Though the project was in development, news came in Feb 2016 that the company that owned her character left the project, and that if another company was willing to pick her up, she could be released.

===Akikoloid-chan===
A private vocal developed for use by Lawson, she is based on the voice of Arimoto.

===Ueki-loid===
He is based on the voice of the deceased singer Hitoshi Ueki and was developed as a technical demonstration of the Vocaloid software.

===Ring Suzune/Hibiki Lui===
Ring Suzune (codenamed "VFS-01R") and Hibiki Lui (codenamed "VFS-01L") were a female and male vocaloid pair that were originally announced for the Vocaloid 3 software. Ring was featured promptly in many Vocaloid 3 promotional merchandise. They were being developed by a new company called VocaNext, a Doujin circle. The voice of MiKA (Daisy x Daisy) was chosen for Ring, but despite demos and original songs of her voice being released, information on Ring eventually ceased and her company's website vanished.

===Megurine Luka V3===
An unreleased update for Megurine Luka. This would later be released for Vocaloid 4. During the brief period her V3 website was up, the listed vocals being created for her were; Japanese/Power/Soft/Cute/Whisper/Closed/English.

==Critical reception==
When reviewing Yohioloid, the Vocaloid 3 software was given a 7/10 by Hollin Jones of the website MusicTech. Jones in his review noted that despite it being "easy to use" the software had a steep learning curve and investing time and effort was the only way to get results. However, when listing off the pros and cons of the software he did note that Vocaloid was as close to realism that one can get, but he noted it was better as a backup singer. He noted that there was still a great deal of artificiality to the sound and it is not possible to get Vocaloid to mimic a singer like Adele. He felt the Vocaloid software was more aimed at an electronic pop genre and in regards to the Yohioloid vocal itself perhaps aimed at a Japanese market despite the fact Yohioloid was a western built Vocaloid.

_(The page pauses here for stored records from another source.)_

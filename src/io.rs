//! Byte-level file access for region files.

use crate::error::{RegionError, Result};
use std::fs::{File, OpenOptions};
use std::io::{Read, Seek, SeekFrom, Write};
use std::path::{Path, PathBuf};

/// Buffer size for tail-shifting and zero-fill loops.
const SHIFT_CHUNK_SIZE: usize = 4096;

/// Disk-backed region storage.
///
/// Thin wrapper over a read-write file handle: byte-addressable reads,
/// writes, seeks, length queries and the byte-insertion shift used by
/// header migration. One instance owns the handle exclusively.
pub struct RegionIo {
    file: File,
    path: PathBuf,
}

impl RegionIo {
    /// Create a new region file, making parent directories as needed.
    pub fn create<P: AsRef<Path>>(path: P) -> Result<Self> {
        if let Some(parent) = path.as_ref().parent() {
            if !parent.as_os_str().is_empty() {
                std::fs::create_dir_all(parent)
                    .map_err(|_| RegionError::CantCreate(path.as_ref().to_path_buf()))?;
            }
        }

        let file = OpenOptions::new()
            .read(true)
            .write(true)
            .create(true)
            .truncate(true)
            .open(&path)?;

        Ok(RegionIo {
            file,
            path: path.as_ref().to_path_buf(),
        })
    }

    /// Open an existing region file.
    pub fn open<P: AsRef<Path>>(path: P) -> Result<Self> {
        let file = OpenOptions::new().read(true).write(true).open(&path)?;

        Ok(RegionIo {
            file,
            path: path.as_ref().to_path_buf(),
        })
    }

    pub fn path(&self) -> &Path {
        &self.path
    }

    pub fn len(&self) -> Result<u64> {
        Ok(self.file.metadata()?.len())
    }

    pub fn set_len(&mut self, len: u64) -> Result<()> {
        self.file.set_len(len)?;
        Ok(())
    }

    pub fn seek_to(&mut self, offset: u64) -> Result<()> {
        self.file.seek(SeekFrom::Start(offset))?;
        Ok(())
    }

    pub fn position(&mut self) -> Result<u64> {
        Ok(self.file.stream_position()?)
    }

    /// Reads exactly `buf.len()` bytes, reporting a clean truncation error
    /// when the file ends early.
    pub fn read_exact_or_truncated(&mut self, buf: &mut [u8]) -> Result<()> {
        self.file.read_exact(buf).map_err(|e| {
            if e.kind() == std::io::ErrorKind::UnexpectedEof {
                RegionError::TruncatedFile
            } else {
                RegionError::Io(e)
            }
        })
    }

    pub fn read_u32_le(&mut self) -> Result<u32> {
        let mut buf = [0u8; 4];
        self.read_exact_or_truncated(&mut buf)?;
        Ok(u32::from_le_bytes(buf))
    }

    pub fn write_u32_le(&mut self, value: u32) -> Result<()> {
        self.file.write_all(&value.to_le_bytes())?;
        Ok(())
    }

    pub fn write_all(&mut self, buf: &[u8]) -> Result<()> {
        self.file.write_all(buf)?;
        Ok(())
    }

    pub fn write_zeros(&mut self, count: u64) -> Result<()> {
        let zeros = [0u8; SHIFT_CHUNK_SIZE];
        let mut remaining = count;
        while remaining > 0 {
            let chunk = remaining.min(SHIFT_CHUNK_SIZE as u64) as usize;
            self.file.write_all(&zeros[..chunk])?;
            remaining -= chunk as u64;
        }
        Ok(())
    }

    /// Inserts `count` zero bytes at the current position, shifting all
    /// following bytes forward. The copy walks the tail backward in chunks
    /// so source and destination ranges never overlap within one step.
    pub fn insert_bytes(&mut self, count: u64) -> Result<()> {
        let pos = self.file.stream_position()?;
        let old_len = self.len()?;
        debug_assert!(pos <= old_len);

        let mut buf = vec![0u8; SHIFT_CHUNK_SIZE];
        let mut remaining = old_len - pos;
        while remaining > 0 {
            let chunk = remaining.min(SHIFT_CHUNK_SIZE as u64) as usize;
            let src = pos + remaining - chunk as u64;
            self.file.seek(SeekFrom::Start(src))?;
            self.read_exact_or_truncated(&mut buf[..chunk])?;
            self.file.seek(SeekFrom::Start(src + count))?;
            self.file.write_all(&buf[..chunk])?;
            remaining -= chunk as u64;
        }

        self.file.seek(SeekFrom::Start(pos))?;
        self.write_zeros(count)?;
        Ok(())
    }
}

impl Read for RegionIo {
    fn read(&mut self, buf: &mut [u8]) -> std::io::Result<usize> {
        self.file.read(buf)
    }
}

impl Write for RegionIo {
    fn write(&mut self, buf: &[u8]) -> std::io::Result<usize> {
        self.file.write(buf)
    }

    fn flush(&mut self) -> std::io::Result<()> {
        self.file.flush()
    }
}

impl Seek for RegionIo {
    fn seek(&mut self, pos: SeekFrom) -> std::io::Result<u64> {
        self.file.seek(pos)
    }
}

#[cfg(test)]
mod tests {
    use super::*;
    use tempfile::tempdir;

    fn new_io(dir: &tempfile::TempDir, name: &str) -> RegionIo {
        RegionIo::create(dir.path().join(name)).unwrap()
    }

    #[test]
    fn test_create_makes_parent_directories() {
        let dir = tempdir().unwrap();
        let path = dir.path().join("a/b/c.vxr");
        let io = RegionIo::create(&path).unwrap();
        assert_eq!(io.path(), path);
        assert!(path.exists());
    }

    #[test]
    fn test_u32_round_trip() {
        let dir = tempdir().unwrap();
        let mut io = new_io(&dir, "u32.bin");
        io.write_u32_le(0xdead_beef).unwrap();
        io.seek_to(0).unwrap();
        assert_eq!(io.read_u32_le().unwrap(), 0xdead_beef);
    }

    #[test]
    fn test_read_past_end_is_truncation() {
        let dir = tempdir().unwrap();
        let mut io = new_io(&dir, "short.bin");
        io.write_all(b"ab").unwrap();
        io.seek_to(0).unwrap();
        assert!(matches!(
            io.read_u32_le(),
            Err(RegionError::TruncatedFile)
        ));
    }

    #[test]
    fn test_insert_bytes_shifts_tail() {
        let dir = tempdir().unwrap();
        let mut io = new_io(&dir, "insert.bin");
        io.write_all(b"HelloWorld").unwrap();

        io.seek_to(5).unwrap();
        io.insert_bytes(3).unwrap();

        assert_eq!(io.len().unwrap(), 13);
        let mut contents = vec![0u8; 13];
        io.seek_to(0).unwrap();
        io.read_exact_or_truncated(&mut contents).unwrap();
        assert_eq!(&contents, b"Hello\0\0\0World");
    }

    #[test]
    fn test_insert_bytes_larger_than_chunk() {
        let dir = tempdir().unwrap();
        let mut io = new_io(&dir, "insert_big.bin");
        let tail: Vec<u8> = (0..20_000u32).map(|i| (i % 251) as u8).collect();
        io.write_all(b"head").unwrap();
        io.write_all(&tail).unwrap();

        io.seek_to(4).unwrap();
        io.insert_bytes(1000).unwrap();

        let mut contents = vec![0u8; 4 + 1000 + tail.len()];
        io.seek_to(0).unwrap();
        io.read_exact_or_truncated(&mut contents).unwrap();
        assert_eq!(&contents[..4], b"head");
        assert!(contents[4..1004].iter().all(|&b| b == 0));
        assert_eq!(&contents[1004..], tail.as_slice());
    }

    #[test]
    fn test_insert_bytes_at_end_appends_zeros() {
        let dir = tempdir().unwrap();
        let mut io = new_io(&dir, "insert_end.bin");
        io.write_all(b"abc").unwrap();
        io.insert_bytes(5).unwrap();
        assert_eq!(io.len().unwrap(), 8);
    }

    #[test]
    fn test_set_len_truncates() {
        let dir = tempdir().unwrap();
        let mut io = new_io(&dir, "trunc.bin");
        io.write_all(&[1u8; 100]).unwrap();
        io.set_len(40).unwrap();
        assert_eq!(io.len().unwrap(), 40);
    }
}
#[cfg(test)]
mod tests {
    use super::*;
    use crate::codec::CompressedBlockCodec;
    use tempfile::tempdir;

    fn test_format() -> RegionFormat {
        RegionFormat {
            region_size: Vector3i::splat(2),
            ..Default::default()
        }
    }

    fn filled_block(format: &RegionFormat, seed: u64) -> VoxelBlock {
        let mut block = VoxelBlock::new(format.block_size());
        let side = format.block_size().x;
        for z in 0..side {
            for x in 0..side {
                block.set_voxel(
                    seed.wrapping_add((x + z * side) as u64) & 0xff,
                    Vector3i::new(x, 0, z),
                    0,
                );
            }
        }
        block
    }

    #[test]
    fn test_open_missing_without_create_fails() {
        let dir = tempdir().unwrap();
        let mut region = RegionFile::new();
        let err = region
            .open(dir.path().join("missing.vxr"), false)
            .unwrap_err();
        assert!(matches!(err, RegionError::Io(_)));
        assert!(!region.is_open());
    }

    #[test]
    fn test_create_writes_header_immediately() {
        let dir = tempdir().unwrap();
        let path = dir.path().join("new.vxr");
        let mut region = RegionFile::new();
        region.set_format(test_format()).unwrap();
        region.open(&path, true).unwrap();
        assert!(region.is_open());
        assert_eq!(region.header_block_count(), 8);

        let expected = RegionHeader::serialized_size(&test_format());
        assert_eq!(region.blocks_begin_offset(), expected);
        assert_eq!(std::fs::metadata(&path).unwrap().len(), expected);
    }

    #[test]
    fn test_set_format_rejected_when_open() {
        let dir = tempdir().unwrap();
        let mut region = RegionFile::new();
        region.set_format(test_format()).unwrap();
        region.open(dir.path().join("r.vxr"), true).unwrap();
        assert!(matches!(
            region.set_format(test_format()),
            Err(RegionError::InvalidArgument(_))
        ));
    }

    #[test]
    fn test_save_rejects_mismatched_block() {
        let dir = tempdir().unwrap();
        let mut region = RegionFile::new();
        region.set_format(test_format()).unwrap();
        region.open(dir.path().join("r.vxr"), true).unwrap();

        let codec = CompressedBlockCodec::default();
        let wrong_size = VoxelBlock::new(Vector3i::splat(4));
        assert!(matches!(
            region.save_block(Vector3i::new(0, 0, 0), &wrong_size, &codec),
            Err(RegionError::InvalidArgument(_))
        ));

        let mut wrong_depth = VoxelBlock::new(test_format().block_size());
        wrong_depth.set_channel_depth(0, crate::format::Depth::Bits16);
        assert!(matches!(
            region.save_block(Vector3i::new(0, 0, 0), &wrong_depth, &codec),
            Err(RegionError::InvalidArgument(_))
        ));
    }

    #[test]
    fn test_save_rejects_position_outside_region() {
        let dir = tempdir().unwrap();
        let mut region = RegionFile::new();
        region.set_format(test_format()).unwrap();
        region.open(dir.path().join("r.vxr"), true).unwrap();

        let codec = CompressedBlockCodec::default();
        let block = filled_block(&test_format(), 1);
        assert!(matches!(
            region.save_block(Vector3i::new(2, 0, 0), &block, &codec),
            Err(RegionError::InvalidArgument(_))
        ));
    }

    #[test]
    fn test_operations_require_open_file() {
        let mut region = RegionFile::new();
        region.set_format(test_format()).unwrap();
        let codec = CompressedBlockCodec::default();
        let mut block = VoxelBlock::new(test_format().block_size());

        assert!(region
            .load_block(Vector3i::new(0, 0, 0), &mut block, &codec)
            .is_err());
        assert!(region
            .save_block(Vector3i::new(0, 0, 0), &block, &codec)
            .is_err());
        assert!(!region.has_block(Vector3i::new(0, 0, 0)));
        assert_eq!(region.header_block_count(), 0);
    }

    #[test]
    fn test_save_then_has_block() {
        let dir = tempdir().unwrap();
        let mut region = RegionFile::new();
        region.set_format(test_format()).unwrap();
        region.open(dir.path().join("r.vxr"), true).unwrap();

        let codec = CompressedBlockCodec::plain();
        let pos = Vector3i::new(1, 1, 1);
        assert!(!region.has_block(pos));
        region
            .save_block(pos, &VoxelBlock::new(test_format().block_size()), &codec)
            .unwrap();
        assert!(region.has_block(pos));
        assert!(region.has_block_at(pos.to_zxy_index(test_format().region_size)));
        assert_eq!(region.sector_count(), 1);
    }
}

It was also noted that for English vocaloids Oliver and Avanna, though they were completed a significant delay was reported by studios between the completion of their developments and release. In regards to Avanna, at one point it appeared Zero-G themselves did not know when she was going to be released. Another issue was that Avanna's originally concept was of an Elf as Avanna was aimed to be a fantasy theme vocal, but this was rejected by Yamaha themselves in favour of an anime style of artwork. Previously they had not shown any signs of directing the studios towards one particular direction. The artist of the illustration for Avanna also theorized this had something to do with the large negative reaction that followed the original concept for Spanish vocals Bruno and Clara.

Hatsune Miku remained the most popular vocal for the software. Upon release she overloaded the yamaha server as users made activation requests. As well as this, a backlog of 10,000 copies of her software was reported at one stage as supplies failed to meet the demand. The Hatsune Miku v3 product was credited for an increase of Vocaloid related sales by 19.7% in 2014.

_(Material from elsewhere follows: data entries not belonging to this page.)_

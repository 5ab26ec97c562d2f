use std::path::PathBuf;
use thiserror::Error;

#[derive(Error, Debug)]
pub enum RegionError {
    #[error("Block does not exist in the region")]
    DoesNotExist,

    #[error("Invalid argument: {0}")]
    InvalidArgument(String),

    #[error("Invalid magic number in header")]
    InvalidMagic,

    #[error("Unsupported format version: {0}")]
    UnsupportedVersion(u8),

    #[error("Invalid channel depth tag: {0}")]
    InvalidDepth(u8),

    #[error("Invalid palette marker byte: {0:#04x}")]
    InvalidPaletteMarker(u8),

    #[error("File ends before the expected data")]
    TruncatedFile,

    #[error("Corrupt block payload: {0}")]
    CorruptBlock(String),

    #[error("I/O error: {0}")]
    Io(#[from] std::io::Error),

    #[error("Operation unavailable: {0}")]
    Unavailable(String),

    #[error("Cannot create containing directory for {0}")]
    CantCreate(PathBuf),
}

pub type Result<T> = std::result::Result<T, RegionError>;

Sales for English Vocals also picked up and Avanna became the most successful Zero-G Vocaloid ever sold, holding their no.1 "Best Seller" spot for 2013 and the first Vocaloid by Zero-G to ever claim their no.1 spot. Her vocal would later go on to repeat this in the following years of 2014. She also claimed the no.1 spot for a 3rd year in 2015, but was closely challenged by Vocaloid 4 vocals "Dex" and "Daina".

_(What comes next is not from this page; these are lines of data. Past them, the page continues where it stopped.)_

//! Block serialization and compression.
//!
//! Payload layout before compression: block extents as three u16, then per
//! channel a depth tag, the uniform value (u64), and either a uniform marker
//! or the dense voxel array. The compressed stream is prefixed with a method
//! byte so files can mix methods across blocks.

use crate::buffer::VoxelBlock;
use crate::error::{RegionError, Result};
use crate::format::{Depth, CHANNEL_COUNT};
use crate::vector::Vector3i;

/// Upper bound for a decompressed block payload. The sector addressing
/// scheme cannot store blocks anywhere near this large.
const MAX_DECOMPRESSED_SIZE: usize = 32 * 1024 * 1024;

const CHANNEL_UNIFORM: u8 = 0;
const CHANNEL_DENSE: u8 = 1;

/// Serializes voxel blocks to bytes and back.
///
/// Implementations must be deterministic: encoding the same block twice
/// yields the same bytes.
pub trait BlockCodec {
    fn encode(&self, block: &VoxelBlock) -> Result<Vec<u8>>;
    fn decode(&self, bytes: &[u8], out_block: &mut VoxelBlock) -> Result<()>;
}

/// Compression applied to a serialized block.
#[derive(Debug, Clone, Copy, PartialEq, Eq)]
#[repr(u8)]
pub enum CompressionMethod {
    None = 0,
    /// Fast, moderate ratio.
    Lz4 = 1,
    /// Slower, better ratio.
    Zstd = 2,
}

impl CompressionMethod {
    pub fn from_u8(value: u8) -> Option<Self> {
        match value {
            0 => Some(CompressionMethod::None),
            1 => Some(CompressionMethod::Lz4),
            2 => Some(CompressionMethod::Zstd),
            _ => None,
        }
    }
}

/// Default codec: channel serialization plus whole-payload compression.
#[derive(Debug, Clone, Copy)]
pub struct CompressedBlockCodec {
    pub method: CompressionMethod,
}

impl CompressedBlockCodec {
    pub fn lz4() -> Self {
        CompressedBlockCodec {
            method: CompressionMethod::Lz4,
        }
    }

    pub fn zstd() -> Self {
        CompressedBlockCodec {
            method: CompressionMethod::Zstd,
        }
    }

    /// No compression; useful for tests and diagnostics.
    pub fn plain() -> Self {
        CompressedBlockCodec {
            method: CompressionMethod::None,
        }
    }
}

impl Default for CompressedBlockCodec {
    fn default() -> Self {
        Self::lz4()
    }
}

impl BlockCodec for CompressedBlockCodec {
    fn encode(&self, block: &VoxelBlock) -> Result<Vec<u8>> {
        let payload = serialize_channels(block);
        let mut out = Vec::with_capacity(payload.len() / 2 + 1);
        out.push(self.method as u8);
        match self.method {
            CompressionMethod::None => out.extend_from_slice(&payload),
            CompressionMethod::Lz4 => {
                out.extend_from_slice(&lz4_flex::compress_prepend_size(&payload));
            }
            CompressionMethod::Zstd => {
                let compressed = zstd::bulk::compress(&payload, 3)
                    .map_err(|e| RegionError::CorruptBlock(format!("zstd: {}", e)))?;
                out.extend_from_slice(&compressed);
            }
        }
        Ok(out)
    }

    fn decode(&self, bytes: &[u8], out_block: &mut VoxelBlock) -> Result<()> {
        let (&method_byte, compressed) = bytes
            .split_first()
            .ok_or_else(|| RegionError::CorruptBlock("empty payload".to_string()))?;
        let method = CompressionMethod::from_u8(method_byte).ok_or_else(|| {
            RegionError::CorruptBlock(format!("unknown compression method {}", method_byte))
        })?;

        let payload = match method {
            CompressionMethod::None => compressed.to_vec(),
            CompressionMethod::Lz4 => lz4_flex::decompress_size_prepended(compressed)
                .map_err(|e| RegionError::CorruptBlock(format!("lz4: {}", e)))?,
            CompressionMethod::Zstd => {
                zstd::bulk::decompress(compressed, MAX_DECOMPRESSED_SIZE)
                    .map_err(|e| RegionError::CorruptBlock(format!("zstd: {}", e)))?
            }
        };
        deserialize_channels(&payload, out_block)
    }
}

fn serialize_channels(block: &VoxelBlock) -> Vec<u8> {
    let size = block.size();
    let mut out = Vec::new();
    out.extend_from_slice(&(size.x as u16).to_le_bytes());
    out.extend_from_slice(&(size.y as u16).to_le_bytes());
    out.extend_from_slice(&(size.z as u16).to_le_bytes());

    for i in 0..CHANNEL_COUNT {
        out.push(block.channel_depth(i) as u8);
        out.extend_from_slice(&block.channel_defval(i).to_le_bytes());
        match block.channel_data(i) {
            None => out.push(CHANNEL_UNIFORM),
            Some(data) => {
                out.push(CHANNEL_DENSE);
                out.extend_from_slice(data);
            }
        }
    }
    out
}

fn deserialize_channels(payload: &[u8], out_block: &mut VoxelBlock) -> Result<()> {
    let mut reader = SliceReader { payload, at: 0 };

    let x = u16::from_le_bytes(reader.take_array::<2>()?) as i32;
    let y = u16::from_le_bytes(reader.take_array::<2>()?) as i32;
    let z = u16::from_le_bytes(reader.take_array::<2>()?) as i32;
    let size = Vector3i::new(x, y, z);
    if size.volume() == 0 || size.volume() as usize > MAX_DECOMPRESSED_SIZE {
        return Err(RegionError::CorruptBlock(format!(
            "unreasonable block size {}",
            size
        )));
    }
    out_block.create(size);

    for i in 0..CHANNEL_COUNT {
        let depth = Depth::from_u8(reader.take_array::<1>()?[0])
            .map_err(|_| RegionError::CorruptBlock(format!("bad depth for channel {}", i)))?;
        out_block.set_channel_depth(i, depth);

        let defval = u64::from_le_bytes(reader.take_array::<8>()?);
        out_block.fill(defval, i);

        match reader.take_array::<1>()?[0] {
            CHANNEL_UNIFORM => {}
            CHANNEL_DENSE => {
                let len = size.volume() as usize * depth.byte_count();
                let data = reader.take(len)?.to_vec();
                out_block.set_channel_data(i, data)?;
            }
            other => {
                return Err(RegionError::CorruptBlock(format!(
                    "bad channel marker {}",
                    other
                )))
            }
        }
    }

    if reader.at != payload.len() {
        return Err(RegionError::CorruptBlock(format!(
            "{} trailing bytes",
            payload.len() - reader.at
        )));
    }
    Ok(())
}

struct SliceReader<'a> {
    payload: &'a [u8],
    at: usize,
}

impl<'a> SliceReader<'a> {
    fn take(&mut self, len: usize) -> Result<&'a [u8]> {
        if self.at + len > self.payload.len() {
            return Err(RegionError::CorruptBlock("payload too short".to_string()));
        }
        let slice = &self.payload[self.at..self.at + len];
        self.at += len;
        Ok(slice)
    }

    fn take_array<const N: usize>(&mut self) -> Result<[u8; N]> {
        Ok(self.take(N)?.try_into().unwrap())
    }
}

#[cfg(test)]
mod tests {
    use super::*;

    fn sample_block() -> VoxelBlock {
        let mut block = VoxelBlock::new(Vector3i::splat(8));
        block.set_channel_depth(1, Depth::Bits16);
        block.fill(3, 2);
        for z in 0..8 {
            for x in 0..8 {
                for y in 0..4 {
                    block.set_voxel((x * y + z) as u64, Vector3i::new(x, y, z), 0);
                    block.set_voxel(1000 + x as u64, Vector3i::new(x, y, z), 1);
                }
            }
        }
        block
    }

    #[test]
    fn test_round_trip_lz4() {
        let block = sample_block();
        let codec = CompressedBlockCodec::lz4();
        let bytes = codec.encode(&block).unwrap();

        let mut decoded = VoxelBlock::new(Vector3i::splat(1));
        codec.decode(&bytes, &mut decoded).unwrap();
        assert_eq!(decoded, block);
    }

    #[test]
    fn test_round_trip_zstd() {
        let block = sample_block();
        let codec = CompressedBlockCodec::zstd();
        let bytes = codec.encode(&block).unwrap();

        let mut decoded = VoxelBlock::new(Vector3i::splat(1));
        codec.decode(&bytes, &mut decoded).unwrap();
        assert_eq!(decoded, block);
    }

    #[test]
    fn test_round_trip_plain() {
        let block = sample_block();
        let codec = CompressedBlockCodec::plain();
        let bytes = codec.encode(&block).unwrap();

        let mut decoded = VoxelBlock::new(Vector3i::splat(1));
        codec.decode(&bytes, &mut decoded).unwrap();
        assert_eq!(decoded, block);
    }

    #[test]
    fn test_encode_is_deterministic() {
        let block = sample_block();
        let codec = CompressedBlockCodec::default();
        assert_eq!(codec.encode(&block).unwrap(), codec.encode(&block).unwrap());
    }

    #[test]
    fn test_unknown_method_rejected() {
        let codec = CompressedBlockCodec::default();
        let mut out = VoxelBlock::new(Vector3i::splat(1));
        assert!(matches!(
            codec.decode(&[99, 0, 0], &mut out),
            Err(RegionError::CorruptBlock(_))
        ));
    }

    #[test]
    fn test_trailing_bytes_rejected() {
        let block = sample_block();
        let codec = CompressedBlockCodec::plain();
        let mut bytes = codec.encode(&block).unwrap();
        bytes.push(0xab);

        let mut out = VoxelBlock::new(Vector3i::splat(1));
        assert!(matches!(
            codec.decode(&bytes, &mut out),
            Err(RegionError::CorruptBlock(_))
        ));
    }

    #[test]
    fn test_empty_payload_rejected() {
        let codec = CompressedBlockCodec::default();
        let mut out = VoxelBlock::new(Vector3i::splat(1));
        assert!(codec.decode(&[], &mut out).is_err());
    }

    #[test]
    fn test_uniform_block_is_tiny() {
        let block = VoxelBlock::new(Vector3i::splat(16));
        let codec = CompressedBlockCodec::lz4();
        let bytes = codec.encode(&block).unwrap();
        // 4096 voxels across 8 channels, all uniform: nothing dense stored
        assert!(bytes.len() < 128);
    }
}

IA also proved a highly successful vocal and by July 2015, had 100 million views across all the related videos of her.

Not all Vocaloid3 releases were highly successful, more so then Vocaloid2 releases. In 2014, Crypton Future Media's website Sonicwire gave sales results for 2014, the top rankings contained a mixture of Vocaloid2 and Vocaloid3 releases. The mixed result was not just restricted to vocal package Crypton had developed itself, but reflected in also other studios, as evidence by both "Big Al", a Vocaloid2 vocal by PowerFX, being on the chart alongside Yohioloid, a Vocaloid3 product also by PowerFX. In 2015, the trend changed in favour of Vocaloid3 vocals, but the chart was topped by Vocaloid4 products.